Nefes nefese benden ayrıldığında Öfkeyle ona baktım. "Yine mi sen! " yarım ağız güldü ve yeniden dudaklarıma yeltendi. Bir adım geri gittim. Dudaklarım titriyordu.
"Bıktım artık senden! Sakın bir daha bana-" daha lafını bitirmemişken beni kendine çekti. Elleri bel kıvrımlarına yerleştiğinde dudaklarımız neredeyse birbirine değecekti. Hızlıca onu ittirdim. ''Ne yapıyorsun burada?''
Sinirle soludum. ''Aynı şeyi bende sana soruyorum.''
''Burada olduğun haberi geldi.'' Sırıttığında sinirle ona baktım. ''Sen beni mi takip ediyorsun?''
Omuz silkti. ''Malları almaya geldim, yoktun.'' Korktuğumu belli etmemeye çalıştım. ''Yarın alsan olmuyor mu?'' Başını olumsuz anlamda salladı. ''Bugün dedim.'' Belimdeki parmakları sıkılaştı. ''Bir sorun mu var?''
''Y-yok,'' diye mırıldandığımda sesimin titremesine lanetler yağdırıyordum. Tek kaşını kaldırmış etkileyici bir şekilde bana bakarken aklıma gelen düşünceyle bir an rahatladım. ''Hadi gidip mallarını alalım.''
Kolumu tutmaya çalışırken ondan uzaklaştım. ''Çocuk muyum ben,'' diye söylendiğimde kaşlarını çatarak bana baktı. ''Belki kaçarsın?'' Gülmeye çalıştım, zorla. ''Yoo, neden kaçayım.'' Yan yana yürürken herkes bize büyük bir şaşkınlıkla bakıyordu. bu durum beni o kadar rahatsız etmişti ki. Okulun dedikodu malzemesi olmaktan nefret ediyordum.

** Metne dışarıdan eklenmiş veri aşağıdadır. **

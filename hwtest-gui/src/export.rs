//! Files exchanged with the file-driven keystores, through the native dialogs.

use std::path::PathBuf;

use hwtest::download::Download;

pub async fn get_path(filename: String) -> Option<PathBuf> {
    rfd::AsyncFileDialog::new()
        .set_title("Choose a location to export...")
        .set_file_name(filename)
        .save_file()
        .await
        .map(|fh| fh.path().to_path_buf())
}

/// Saves the download where the operator chooses. `None` if the dialog was cancelled.
pub async fn save(download: Download) -> Result<Option<PathBuf>, String> {
    let Some(path) = get_path(download.filename.clone()).await else {
        return Ok(None);
    };
    write(&path, &download)?;
    tracing::info!("Saved {} to {}", download.filename, path.to_string_lossy());
    Ok(Some(path))
}

fn write(path: &std::path::Path, download: &Download) -> Result<(), String> {
    std::fs::write(path, &download.body)
        .map_err(|e| format!("Failed to write {}: {}", path.to_string_lossy(), e))
}

/// Content of the file the operator picks. `None` if the dialog was cancelled.
pub async fn open_file(
    title: &'static str,
    filter: &'static str,
    extensions: &'static [&'static str],
) -> Option<Vec<u8>> {
    let file = rfd::AsyncFileDialog::new()
        .set_title(title)
        .add_filter(filter, extensions)
        .pick_file()
        .await?;
    Some(file.read().await)
}

#[cfg(test)]
mod tests {
    use super::*;

    #[test]
    fn write_download() {
        let tmp = tempfile::tempdir().unwrap();
        let download = Download {
            filename: "wc-p2wsh-T.txt".to_string(),
            body: b"Name: p2wsh-T\r\n".to_vec(),
        };
        let path = tmp.path().join(&download.filename);
        write(&path, &download).unwrap();
        assert_eq!(std::fs::read(&path).unwrap(), download.body);

        let missing = tmp.path().join("nope").join("file.txt");
        assert!(write(&missing, &download)
            .unwrap_err()
            .starts_with("Failed to write"));
    }
}
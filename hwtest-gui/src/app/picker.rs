use std::fmt;

use hwtest::{
    detect::detection_prompt,
    interaction::Interaction,
    keystore::{supports_version_detection, KeystoreKind, KeystoreSelection},
};
use hwtest_ui::{
    component::{button, text},
    theme,
    widget::*,
};
use iced::{widget::pick_list, Alignment, Length};

use super::message::PickerMessage;

/// Entry of the keystore type list, `None` being the placeholder.
#[derive(Debug, Clone, Copy, PartialEq, Eq)]
pub struct KindChoice(pub Option<KeystoreKind>);

impl KindChoice {
    pub const ALL: [KindChoice; 5] = [
        KindChoice(None),
        KindChoice(Some(KeystoreKind::Trezor)),
        KindChoice(Some(KeystoreKind::Ledger)),
        KindChoice(Some(KeystoreKind::Coldcard)),
        KindChoice(Some(KeystoreKind::Hermit)),
    ];
}

impl fmt::Display for KindChoice {
    fn fmt(&self, f: &mut fmt::Formatter) -> fmt::Result {
        match self.0 {
            Some(kind) => write!(f, "{}", kind),
            None => write!(f, "< Select type >"),
        }
    }
}

pub fn detect_label(selection: &KeystoreSelection) -> &'static str {
    if selection.is_detecting() {
        "Detecting..."
    } else {
        "Detect"
    }
}

/// Instructions of the version detection for the current status.
fn detection_messages(selection: &KeystoreSelection) -> Vec<String> {
    match selection.kind {
        Some(kind) if supports_version_detection(Some(kind)) => detection_prompt(kind)
            .messages_for(selection.status)
            .into_iter()
            .map(|m| m.text.clone())
            .collect(),
        _ => Vec::new(),
    }
}

/// The kind is locked while a version detection or a test run is ongoing.
pub fn view(selection: &KeystoreSelection, running: bool) -> Element<PickerMessage> {
    let kind: Element<PickerMessage> = if selection.can_change_kind() && !running {
        pick_list(
            &KindChoice::ALL[..],
            Some(KindChoice(selection.kind)),
            PickerMessage::KindSelected,
        )
        .width(Length::Fill)
        .padding(10)
        .into()
    } else {
        TextInput::new("", &KindChoice(selection.kind).to_string())
            .padding(10)
            .style(theme::text_input::primary)
            .into()
    };

    let mut version = TextInput::new("Version", &selection.version)
        .padding(10)
        .style(theme::text_input::primary);
    if selection.can_edit_version() {
        version = version.on_input(PickerMessage::VersionEdited);
    }

    Column::new()
        .spacing(10)
        .push(text::h4_bold("Keystore"))
        .push(kind)
        .push(
            Row::new()
                .spacing(10)
                .align_y(Alignment::Center)
                .push(version.width(Length::Fill))
                .push(
                    button::secondary(detect_label(selection))
                        .on_press_maybe(selection.can_detect().then_some(PickerMessage::Detect)),
                ),
        )
        .push(
            detection_messages(selection)
                .into_iter()
                .fold(Column::new().spacing(5), |col, m| {
                    col.push(text::p2_regular(m).style(theme::text::secondary))
                }),
        )
        .into()
}

#[cfg(test)]
mod tests {
    use super::*;
    use hwtest::{detect::Metadata, interaction::Phase};

    #[test]
    fn type_choices() {
        let labels: Vec<String> = KindChoice::ALL.iter().map(|c| c.to_string()).collect();
        assert_eq!(
            labels,
            vec!["< Select type >", "Trezor", "Ledger", "Coldcard", "Hermit"]
        );
    }

    #[test]
    fn detection_label_and_messages() {
        let mut selection = KeystoreSelection::new(Some(KeystoreKind::Ledger), String::new());
        assert_eq!(detect_label(&selection), "Detect");
        assert_eq!(
            detection_messages(&selection),
            vec!["Make sure your Ledger is plugged in and unlocked.".to_string()]
        );

        assert_eq!(selection.start_detection(), Some(KeystoreKind::Ledger));
        assert_eq!(selection.status, Phase::Active);
        assert_eq!(detect_label(&selection), "Detecting...");
        assert_eq!(
            detection_messages(&selection),
            vec!["Reading the firmware version of your Ledger...".to_string()]
        );

        selection.end_detection(Ok(Metadata::new("Ledger", "2.1.0")));
        assert_eq!(detect_label(&selection), "Detect");
        assert_eq!(selection.version, "Ledger v2.1.0");
    }

    #[test]
    fn no_messages_for_indirect_keystores() {
        let selection = KeystoreSelection::new(Some(KeystoreKind::Hermit), String::new());
        assert!(detection_messages(&selection).is_empty());
        assert!(detection_messages(&KeystoreSelection::default()).is_empty());
    }
}
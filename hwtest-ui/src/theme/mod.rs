pub mod button;
pub mod card;
pub mod container;
pub mod diff;
pub mod notification;
pub mod overlay;
pub mod palette;
pub mod pick_list;
pub mod qr_code;
pub mod scrollable;
pub mod text;
pub mod text_input;

#[derive(Debug, Copy, Clone, PartialEq, Default)]
pub struct Theme {
    pub colors: palette::Palette,
}

impl iced::application::DefaultStyle for Theme {
    fn default_style(&self) -> iced::application::Appearance {
        iced::application::Appearance {
            background_color: self.colors.general.background,
            text_color: self.colors.text.primary,
        }
    }
}
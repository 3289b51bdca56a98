use hwtest::{
    keystore::KeystoreKind,
    seed::{groups, simulator_command, WordGroup, TEST_PHRASE},
};
use hwtest_ui::{
    component::{card, code, text},
    theme,
    widget::*,
};
use iced::Length;

fn group<'a, M: 'a>(group: &WordGroup) -> Column<'a, M> {
    group
        .words
        .iter()
        .enumerate()
        .fold(Column::new().spacing(5), |col, (i, word)| {
            col.push(
                Row::new()
                    .spacing(5)
                    .push(
                        text::p1_regular(format!("{}.", group.start + i))
                            .style(theme::text::secondary)
                            .width(Length::Fixed(30.0)),
                    )
                    .push(text::p1_bold(*word)),
            )
        })
        .width(Length::FillPortion(1))
}

/// The phrase every keystore under test must be loaded with.
pub fn view<'a, M: 'a>(kind: Option<KeystoreKind>) -> Element<'a, M> {
    let mut col = Column::new()
        .spacing(15)
        .push(text::h4_bold("Test seed"))
        .push(
            text::p2_regular(
                "Load this seed on the keystore before running the tests. \
                 Never use it to store funds.",
            )
            .style(theme::text::warning),
        )
        .push(
            groups(&TEST_PHRASE)
                .iter()
                .fold(Row::new().spacing(20), |row, g| row.push(group(g))),
        );

    if let Some(command) = simulator_command(kind, &TEST_PHRASE) {
        col = col
            .push(text::p2_regular(
                "Or start the Coldcard simulator with this seed:",
            ))
            .push(code(command));
    }

    card::simple(col).width(Length::Fill).into()
}
use crate::{
    color,
    component::{button, text},
    theme,
    widget::*,
};
use iced::{Alignment, Length};

/// A dismissable banner on top of the window.
pub fn error<'a, T: 'a + Clone>(message: &'a str, on_dismiss: T) -> Container<'a, T> {
    Container::new(
        Row::new()
            .push(
                Container::new(text::p1_bold(message).color(color::LIGHT_BLACK))
                    .width(Length::Fill),
            )
            .push(
                button::transparent("Dismiss")
                    .style(|_, _| iced::widget::button::Style {
                        text_color: color::LIGHT_BLACK,
                        ..Default::default()
                    })
                    .on_press(on_dismiss),
            )
            .align_y(Alignment::Center)
            .spacing(10),
    )
    .padding(10)
    .style(theme::notification::error)
    .width(Length::Fill)
}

Dışarıya çıktığımızda onun arabasına bindiğini gördüm. benim öylece beklemem onu şaşırtmış olacak ki kaşlarını çattı. ''Atla hadi.''
''Taksiye bineceğim. evde buluşuruz.''
''Saçmalama!'' Öfkeden gözleri deliye dönerken onu umursamadan bir taksi çevirdim. Ama binmeme izin vermeyi, bileğimi kavradı. Ne yapıyorsun der gibi baktım ona. ''Bin şu arabaya delirtme adamı,'' diye tısladı. Taksici bir bana bir ona bakarken adama gitmesini söyledi. Adam bası gittiğinde sinirle ona baktım. ''Arabana binmek istemiyorum,'' diye söylendim.
''Alt tarafı mal alacağım senden. Çocuk gibi uğraştırıyorsun!'' Arabanın kapısını açtı ve geçmemi işaret etti. ''Hadi be kızım, korkma yemem seni.''
-
eve geldiğimizde bezgin hareketlerle kapıyı açtım ve odama ilerledim. Arkamdan yavaş adımlarla beni takip etti. Odama girdiğimde ağzım hayretler içinde açıldı. Bütün her yer dağılmıştı. Hırsız mı girmişti yoksa? Bakışlarımı arkamda kapıya yaslanmış alayla bana bakan adama çevirdim. O mu yapmıştı?
''Malları aradım,'' diye mırıldandı, ifadesiz bir sesle.
Kaşlarım çatıldı. ''Terbiyesiz misin? İzinsiz evime girip eşyalarımı nasıl karıştırırsın hayvan?!''
Omuz silkti ve alayla güldü. ''Sinirlenmenin nedeni şunlarsa,''' Yerdeki dağılmış iç çamaşırlarımı işaret etti. ''İlk kez gördüğüm şeyler değil.''
Ne terbiyesiz bir adamdı bu böyle? Ayağımla çamaşırları yatağın altına doğru ittim ve söylediklerini umursamamaya çalışarak yatağın sol tarafındaki halıyı kaldırdım. Parkeyi kaldırıp altından malı aldım. Umarım bunun karbonat olduğunu anlamazdı!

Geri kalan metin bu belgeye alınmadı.